Our study has limitations. First, our cohort of patients reflects those referred to a single tertiary care center with pulmonary/rheumatology specializations, indicating potential recruitment bias. Therefore, the data should be interpreted in the context of patients being specifically referred to a tertiary rheumatology (and pulmonary) referral center specializing in the treatment of antisynthetase syndrome where the pretest probability might be high for a rare condition such as antisynthetase syndrome. Whereas in another clinical setting such as community rheumatology practice, even a high specificity of 90% of a diagnostic test might yield a very low post-test probability. Second, we did not assess the anti-CytAb profile of 2 additional anti-SynAb [anti-Zo (phenylalanyl) and anti-TYR (tyrosyl)], the inclusion of which could have led to more positive results. However, these are very uncommon anti-SynAb. Third, control groups were limited especially for SLE, RA, SS, and healthy cohorts given that the database is primarily established for myositis and SSc, as well as by the availability of a baseline serum sample. Additionally, we recognize that cytoplasmic staining includes several patterns such as fine speckled (associated with anti-SynAb), diffuse (associated with anti-SRP), mitochondrial, lysosomal, golgi, actin, vimentin, etc. However, our primary goal was to recognize cytoplasmic staining as positive or negative considering that specific pattern recognition is reported in more specialized immunology laboratories and not in most hospital immunology laboratories. We also recognize that serum samples in patients with autoimmune liver diseases (e.g., primary biliary cirrhosis) can be associated with CTD and may also have anti-CytAb. Fourth, a small number of serum samples has been stored at −80°C for nearly 30 years, potentially leading to sample degradation. However, our state-of-the-art research laboratory has extensive experience in the longterm storage of serum samples and we have routinely completed IP testing on such samples in many previous manuscripts23,24,25,26,27,29,30,31.

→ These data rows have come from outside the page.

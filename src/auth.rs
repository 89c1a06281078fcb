//! 上传接口的 API Key 校验。

use axum::extract::{Extension, connect_info::ConnectInfo};
use axum::http::Request;
use axum::{body::Body as AxumBody, middleware, response::Response};
use std::fmt;
use std::net::SocketAddr;
use std::sync::Arc;
use subtle::ConstantTimeEq;
use tracing::warn;

use crate::config::API_KEY_HEADER;
use crate::error::ApiError;
use crate::http::resolve_client_ip;

/// Decides whether a presented credential grants upload access.
pub trait KeyValidator: Send + Sync + 'static {
    fn validate(&self, presented: Option<&str>) -> bool;
}

/// A fixed set of shared secrets. Several keys may be active at once so a
/// key can be rotated without downtime.
pub struct StaticKeys {
    keys: Vec<String>,
}

impl StaticKeys {
    pub fn new<I, S>(keys: I) -> Self
    where
        I: IntoIterator<Item = S>,
        S: Into<String>,
    {
        Self {
            keys: keys
                .into_iter()
                .map(Into::into)
                .filter(|key: &String| !key.is_empty())
                .collect(),
        }
    }

    pub fn len(&self) -> usize {
        self.keys.len()
    }

    pub fn is_empty(&self) -> bool {
        self.keys.is_empty()
    }
}

impl KeyValidator for StaticKeys {
    fn validate(&self, presented: Option<&str>) -> bool {
        let Some(presented) = presented else {
            return false;
        };
        let presented = presented.as_bytes();
        // 逐个比较，不提前退出
        self.keys.iter().fold(false, |matched, key| {
            let key = key.as_bytes();
            let equal = key.len() == presented.len() && key.ct_eq(presented).unwrap_u8() == 1;
            matched | equal
        })
    }
}

impl fmt::Debug for StaticKeys {
    fn fmt(&self, f: &mut fmt::Formatter<'_>) -> fmt::Result {
        f.debug_struct("StaticKeys")
            .field("keys", &self.keys.len())
            .finish()
    }
}

pub struct AuthConfig {
    pub validator: Box<dyn KeyValidator>,
}

impl AuthConfig {
    pub fn new(validator: impl KeyValidator) -> Self {
        Self {
            validator: Box::new(validator),
        }
    }
}

/// 认证中间件：在读取请求体之前校验 `x-api-key`。
pub async fn require_api_key(
    Extension(auth): Extension<Arc<AuthConfig>>,
    req: Request<AxumBody>,
    next: middleware::Next,
) -> Result<Response, ApiError> {
    let presented = req
        .headers()
        .get(API_KEY_HEADER)
        .and_then(|value| value.to_str().ok());
    if auth.validator.validate(presented) {
        return Ok(next.run(req).await);
    }

    let connect_ip = req
        .extensions()
        .get::<ConnectInfo<SocketAddr>>()
        .map(|ConnectInfo(addr)| addr.ip());
    let client_ip = resolve_client_ip(req.headers(), connect_ip);
    warn!(
        client_ip = ?client_ip,
        path = req.uri().path(),
        key_present = presented.is_some(),
        "rejected request with invalid api key"
    );
    Err(ApiError::Unauthorized(
        "Unauthorized: Invalid API key".into(),
    ))
}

Our study emphasizes the importance of assessing for the presence of anti-CytAb by IIF of HEp-2 cells as an initial screening test in patients potentially manifesting antisynthetase syndrome. This is especially useful in those presenting with acute ILD with or without subtle features of a CTD (e.g., rash, RP, polyarthritis). The combination of either anti-Jo1 positivity or anti-CytAb by ANA IIF has very high sensitivity and specificity for identifying patients with antisynthetase syndrome. Thus, cytoplasmic staining should be looked for and reported in such patients potentially leading to earlier diagnosis and more effective treatment strategies. One can speculate that education and increased awareness among rheumatology and pulmonary specialists regarding cytoplasmic patterns on human epithelial cell line 2 will lead to improved care of patients with antisynthetase syndrome.
- Accepted for publication October 19, 2016.